Her eyes roll, but she laughs into his neck, tilts her head back when he lifts a hand to her cheek and lets him taste the smile on her lips.

"Now, grab the bag with her pajamas and let's carry your kid to bed."

Martha helps them hoist Grace from the sofa, smoothing a hand along the little girl's spine when she instinctively curls into Rick, her eyes fond when they flicker towards Kate.

"I should probably say my goodbyes for the evening," his mother announces, embracing Alexis and promising to return for breakfast, pecking Rick on the cheek and pulling Kate into a surprisingly firm hug.

"It's been a true pleasure to meet you, Katherine. I do hope to be seeing more of you and Grace," she professes, her gaze flickering between her and Rick, but there is no good natured teasing present this time.

Martha Rodgers looks… proud.

"Pretty sure Kate and this one are going to be here pretty often," Castle chuckles, swaying with Grace in his arms.

"Glad to hear it. Also, Katherine, since I too failed to prepare a gift for you, browse the Broadway showings when you have the time and let me know if there's anything you'd like to see. I'll get you tickets in a heartbeat," Martha winks and Kate smiles back, touched by the thoughtfulness, the acceptance.

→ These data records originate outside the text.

mod cli;
mod infra;
mod inspect;
mod routes;
mod server;

use deposit_advisor::error::AppError;

pub async fn run() -> Result<(), AppError> {
    cli::run().await
}
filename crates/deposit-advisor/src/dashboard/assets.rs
/// Static files compiled into the binary, keyed by the name they are served under.
static ASSETS: &[(&str, &str)] = &[(
    "dashboard.css",
    include_str!("../../assets/dashboard.css"),
)];

pub fn asset(name: &str) -> Option<&'static str> {
    ASSETS
        .iter()
        .find(|(asset_name, _)| *asset_name == name)
        .map(|(_, body)| *body)
}

#[cfg(test)]
mod tests {
    use super::*;

    #[test]
    fn stylesheet_is_embedded() {
        let css = asset("dashboard.css").expect("stylesheet");
        assert!(css.contains(".panel"));
        assert!(asset("../Cargo.toml").is_none());
    }
}
use crate::infra::AppState;
use axum::extract::Path;
use axum::http::{header, StatusCode};
use axum::response::{IntoResponse, Response};
use axum::Extension;
use axum::Json;
use deposit_advisor::dashboard::{asset, dashboard_router, DashboardService};
use deposit_advisor::scoring::ProbabilityModel;
use serde_json::json;
use std::sync::Arc;

pub(crate) fn with_dashboard_routes<M>(service: Arc<DashboardService<M>>) -> axum::Router
where
    M: ProbabilityModel + 'static,
{
    dashboard_router(service)
        .route("/health", axum::routing::get(healthcheck))
        .route("/ready", axum::routing::get(readiness_endpoint))
        .route("/metrics", axum::routing::get(metrics_endpoint))
        .route("/assets/:name", axum::routing::get(asset_endpoint))
}

pub(crate) async fn healthcheck() -> Json<serde_json::Value> {
    Json(json!({ "status": "ok" }))
}

pub(crate) async fn readiness_endpoint(Extension(state): Extension<AppState>) -> impl IntoResponse {
    let ready = state.readiness.load(std::sync::atomic::Ordering::Relaxed);
    let status = if ready {
        StatusCode::OK
    } else {
        StatusCode::SERVICE_UNAVAILABLE
    };

    let payload = if ready {
        json!({ "status": "ready" })
    } else {
        json!({ "status": "initializing" })
    };

    (status, Json(payload))
}

pub(crate) async fn metrics_endpoint(Extension(state): Extension<AppState>) -> impl IntoResponse {
    (
        StatusCode::OK,
        [(header::CONTENT_TYPE, "text/plain; version=0.0.4")],
        state.metrics.render(),
    )
}

pub(crate) async fn asset_endpoint(Path(name): Path<String>) -> Response {
    match asset(&name) {
        Some(body) => {
            let content_type = mime_guess::from_path(&name)
                .first_or_octet_stream()
                .to_string();
            (
                StatusCode::OK,
                [
                    (header::CONTENT_TYPE, content_type),
                    (header::CACHE_CONTROL, "public, max-age=3600".to_string()),
                ],
                body,
            )
                .into_response()
        }
        None => (
            StatusCode::NOT_FOUND,
            Json(json!({ "error": format!("unknown asset '{name}'") })),
        )
            .into_response(),
    }
}
use super::common::*;
use axum::extract::State;
use axum::http::{header, HeaderMap, HeaderValue, StatusCode};
use axum::Form;
use std::sync::Arc;
use tower::ServiceExt;

use crate::customer::CustomerInput;
use crate::dashboard::router::{predict_handler, session_from_headers, SESSION_COOKIE};
use crate::dashboard::{AWAITING_INPUT, MODEL_DISCLAIMER};
use crate::segmentation::PENDING_INTERPRETATION;

#[tokio::test]
async fn index_shows_placeholders_before_any_prediction() {
    let router = router_for(0.42);

    let response = router.oneshot(index_request(None)).await.expect("response");

    assert_eq!(response.status(), StatusCode::OK);
    assert!(response.headers().get(header::SET_COOKIE).is_none());

    let page = read_html_body(response).await;
    assert!(page.contains("Bank Term Deposit Prediction Dashboard"));
    assert!(page.contains(AWAITING_INPUT));
    assert!(page.contains(PENDING_INTERPRETATION));
    assert!(page.contains(MODEL_DISCLAIMER));
}

#[tokio::test]
async fn anonymous_visits_do_not_accumulate_sessions() {
    let (service, _) = build_service(0.42);
    let service = Arc::new(service);
    let router = crate::dashboard::dashboard_router(service.clone());

    for _ in 0..3 {
        let response = router
            .clone()
            .oneshot(index_request(None))
            .await
            .expect("response");
        assert_eq!(response.status(), StatusCode::OK);
    }
    assert!(service.sessions().is_empty());

    let response = router
        .oneshot(predict_request(None))
        .await
        .expect("prediction");
    let cookie = response
        .headers()
        .get(header::SET_COOKIE)
        .and_then(|value| value.to_str().ok())
        .expect("session cookie issued")
        .to_string();
    assert!(cookie.starts_with(SESSION_COOKIE));
    assert!(cookie.contains("HttpOnly"));
    assert_eq!(service.sessions().len(), 1);
}

#[tokio::test]
async fn predict_route_renders_high_priority_at_threshold() {
    let router = router_for(0.60);

    let response = router
        .oneshot(predict_request(None))
        .await
        .expect("response");

    assert_eq!(response.status(), StatusCode::OK);
    let page = read_html_body(response).await;
    assert!(page.contains("60.00%"));
    assert!(page.contains("HIGH PRIORITY SEGMENT"));
    assert!(page.contains("Revenue Acceleration Zone"));
    assert!(!page.contains(PENDING_INTERPRETATION));
}

#[tokio::test]
async fn predict_route_renders_low_priority_just_below_medium() {
    let page = read_html_body(
        router_for(0.3499)
            .oneshot(predict_request(None))
            .await
            .expect("response"),
    )
    .await;

    assert!(page.contains("34.99%"));
    assert!(page.contains("LOW PRIORITY SEGMENT"));
    assert!(page.contains("Cost Avoidance &amp; Risk Control Zone"));
}

#[tokio::test]
async fn certain_prediction_keeps_annotation_on_axis() {
    let page = read_html_body(
        router_for(1.0)
            .oneshot(predict_request(None))
            .await
            .expect("response"),
    )
    .await;

    assert!(page.contains("Customer Probability: 100.00%"));
    assert!(page.contains("gauge-bar"));
}

#[tokio::test]
async fn interpretation_persists_for_the_session_only() {
    let router = router_for(0.5);

    let first = router
        .clone()
        .oneshot(predict_request(None))
        .await
        .expect("prediction");
    let cookie = session_pair(&first);

    let same_session = read_html_body(
        router
            .clone()
            .oneshot(index_request(Some(&cookie)))
            .await
            .expect("revisit"),
    )
    .await;
    assert!(same_session.contains("MEDIUM PRIORITY SEGMENT"));
    assert!(same_session.contains(AWAITING_INPUT));

    let other_session = read_html_body(
        router
            .oneshot(index_request(None))
            .await
            .expect("fresh visit"),
    )
    .await;
    assert!(other_session.contains(PENDING_INTERPRETATION));
}

#[tokio::test]
async fn sidebar_remembers_submitted_widgets() {
    let router = router_for(0.2);
    let response = router
        .clone()
        .oneshot(predict_request(None))
        .await
        .expect("prediction");
    let cookie = session_pair(&response);

    let page = read_html_body(
        router
            .oneshot(index_request(Some(&cookie)))
            .await
            .expect("revisit"),
    )
    .await;

    assert!(page.contains("<option value=\"technician\" selected>"));
    assert!(page.contains("name=\"balance\" min=\"-10000\" max=\"150000\" step=\"1\" value=\"2500\""));
}

#[tokio::test]
async fn balance_off_the_spin_increment_is_accepted() {
    let body = form_body().replace("balance=2500", "balance=1234");
    let response = router_for(0.4)
        .oneshot(
            axum::http::Request::post("/predict")
                .header(header::CONTENT_TYPE, "application/x-www-form-urlencoded")
                .body(axum::body::Body::from(body))
                .expect("request"),
        )
        .await
        .expect("response");

    assert_eq!(response.status(), StatusCode::OK);
    let page = read_html_body(response).await;
    assert!(page.contains("<td>1234</td>"));
    assert!(page.contains("name=\"balance\" min=\"-10000\" max=\"150000\" step=\"1\" value=\"1234\""));
}

#[tokio::test]
async fn malformed_form_is_rejected_without_scoring() {
    let (service, model) = build_service(0.9);
    let router = crate::dashboard::dashboard_router(Arc::new(service));

    let response = router
        .oneshot(
            axum::http::Request::post("/predict")
                .header(header::CONTENT_TYPE, "application/x-www-form-urlencoded")
                .body(axum::body::Body::from("age=41&job=astronaut"))
                .expect("request"),
        )
        .await
        .expect("response");

    assert!(response.status().is_client_error());
    assert_eq!(model.calls(), 0);
}

#[tokio::test]
async fn predict_handler_reuses_known_session() {
    let (service, _) = build_service(0.7);
    let service = Arc::new(service);
    let (session, _) = service.open_session(None);

    let mut headers = HeaderMap::new();
    headers.insert(
        header::COOKIE,
        HeaderValue::from_str(&format!("theme=dark; {SESSION_COOKIE}={session}"))
            .expect("cookie header"),
    );

    let response =
        predict_handler(State(service.clone()), headers, Form(CustomerInput::default())).await;

    assert_eq!(response.status(), StatusCode::OK);
    assert!(response.headers().get(header::SET_COOKIE).is_none());
    assert!(service
        .sessions()
        .snapshot(session)
        .last_prediction()
        .is_some());
}

#[test]
fn garbage_cookie_is_ignored() {
    let mut headers = HeaderMap::new();
    headers.insert(
        header::COOKIE,
        HeaderValue::from_static("deposit_advisor_session=../../etc"),
    );
    assert!(session_from_headers(&headers).is_none());
}
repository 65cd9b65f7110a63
mod common;
mod routing;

"Thanks, Martha. I'd honestly love that."

"Wonderful," his mother claps, soundlessly to avoid waking Grace, and hooks an arm in Alexis's as she saunters towards the front door, sharing quiet laughter with her granddaughter while Rick and Kate start for the stairs.

Kate changes Grace into a t-shirt with practiced ease, handing off her holiday dress to Rick, and failing to elicit awareness from her tuckered out little girl until she's tucking her in. Grace's eyes flutter open for only a moment, dragging between the two of them.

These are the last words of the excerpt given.